When I speak with audiences, I say to them that they will hear nothing from me that they don’t already know to be true. My intention in my work is not to impart some grand wisdom, rather it is to shine a light on the leader that has been ignored or forgotten in the race through life. By approaching life and work as a continual process of discovery, I am gratified when I find affirmation of my understandings in popular culture.

Lately the Black Eyed Peas’ song “Where is the Love” has been popping up in interesting places. Not withstanding the sound quality of the Super Bowl Halftime Show-I find it amazing that 163 million people watched the game and their performance is the highest rated halftime show ever. This song was a cornerstone of the concert and if you listened to the words you may be amazed at the message sent throughout the globe.

What’s wrong with the world, mama

People livin’ like they ain’t got no mamas

I think the whole world addicted to the drama

Only attracted to things that’ll bring you trauma

Overseas, yeah, we try to stop terrorism

But we still got terrorists here livin’ in the USA

What drama are we addicted to? Has the idea that we are competitive beings in this world to fight one another for scare resources taken hold so firmly that all we do is create traumatic situations for ourselves and others? How powerful is the idea that we cannot “fight” something externally that we ourselves are incapable of living everyday. One of the most important leadership understandings is that there is nothing we can do for another, until you are living that way ourselves. Can we really stop terrorism elsewhere, when our society is filled with so much violence?

In this world that we livin’ in people keep on givin’ in

Makin’ wrong decisions, only visions of them dividends

Not respectin’ each other, deny thy brother

A war is goin’ on but the reason’s undercover

The truth is kept secret, it’s swept under the rug

How often do we give in to what is going on around us-even when we know it isn’t right? How many people on Wall Street looked the other way when unethical practices took over in the pursuit of profits? How many mortgage bankers signed loans knowing full well the disaster ahead for homeowners? And who knew that going to war, although politically popular at the time, was not in the long-term best interest of the country and still said nothing? What happens when we turn a blind eye to the greater good?

I feel the weight of the world on my shoulder

As I’m gettin’ older, y’all, people gets colder

Most of us only care about money makin’

Selfishness got us followin’ our wrong direction

Wrong information always shown by the media

Negative images is the main criteria

Infecting the young minds faster than bacteria

Kids want to act like what they see in the cinema

Do you stop to think about the messages your life is sending to the next generation?

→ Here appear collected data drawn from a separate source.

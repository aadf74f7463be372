use thiserror::Error;

/// Result alias used throughout `timpani-types`.
pub type TypesResult<T> = Result<T, TypesError>;

/// Errors raised while constructing or validating a data-model record.
///
/// Variants correspond to the `Config` error kind of the system-wide error
/// taxonomy (spec §7); `timpani-types` has no network, timer, or I/O
/// surface of its own.
#[derive(Debug, Error, Clone, PartialEq, Eq)]
pub enum TypesError {
    #[error("period_us must be greater than zero")]
    ZeroPeriod,

    #[error("runtime_us ({runtime_us}) must be <= deadline_us ({deadline_us})")]
    RuntimeExceedsDeadline { runtime_us: u64, deadline_us: u64 },

    #[error("deadline_us ({deadline_us}) must be <= period_us ({period_us})")]
    DeadlineExceedsPeriod { deadline_us: u64, period_us: u64 },

    #[error("priority {priority} out of range [0..99] for policy requiring real-time priority")]
    PriorityOutOfRange { priority: u32 },

    #[error("task name must not be empty")]
    EmptyName,
}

What are you doing to contribute to the betterment of our world? What are you showing your children about what is important in life? A big house, lots of stuff, nice cars, are these things truly important? What values are constantly being communicated to our children in their media-centric world?

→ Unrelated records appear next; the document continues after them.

use std::sync::Arc;

use async_trait::async_trait;
use timpani_rpc::{Request, Response, RpcHandler, RpcResult};

use crate::dispatcher::Dispatcher;

/// Adapts [`Dispatcher`] to [`timpani_rpc::RpcHandler`], translating each of
/// the four wire methods (spec §4.2) into the matching dispatcher call
/// (spec §4.4).
pub struct OrchestratorHandler {
    dispatcher: Arc<Dispatcher>,
}

impl OrchestratorHandler {
    pub fn new(dispatcher: Arc<Dispatcher>) -> Self {
        OrchestratorHandler { dispatcher }
    }
}

#[async_trait]
impl RpcHandler for OrchestratorHandler {
    async fn handle(&self, request: Request) -> RpcResult<Response> {
        Ok(match request {
            Request::Register { node_id } => {
                self.dispatcher.register(&node_id).await;
                Response::Register
            }
            Request::SchedInfo { node_id } => {
                Response::SchedInfo { payload: self.dispatcher.sched_info(&node_id).await }
            }
            Request::Sync { node_id } => {
                let (ack, sec, nsec) = self.dispatcher.sync(&node_id).await;
                Response::Sync { ack, sec, nsec }
            }
            Request::DMiss { node_id, task_name } => {
                self.dispatcher.dmiss(&node_id, &task_name).await;
                Response::DMiss
            }
        })
    }
}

Yo’, whatever happened to the values of humanity

Whatever happened to the fairness inequality

Instead in spreading love we spreading animosity

Lack of understanding, leading lives away from unity

That’s the reason why sometimes I’m feelin’ under

That’s the reason why sometimes I’m feelin’ down

There’s no wonder why sometimes I’m feelin’ under

Gotta keep my faith alive till love is found

In the amazing new documentary, “I Am,” which opens with this song, award-winning director Tom Shadyac, eloquently communicates a new way of thinking about who we are as human beings-that is, not the competitive might-makes-right fighters, rather that our true nature lies in cooperative communities where everyone is valued and cared for. When these communities existed, there was no hunger, disease and loneliness, as he demonstrates, these are all byproducts of choosing selfishness over service.

In thinking about leadership for our world today, I describe my approach to leadership as “love in action.” Using that definition, I find the question of “where is the love?” a timely and appropriate one to ask. Hopefully each person reading this article will ask that question as well and know the answer is as close as discovering how YOU wish to put your love into the world.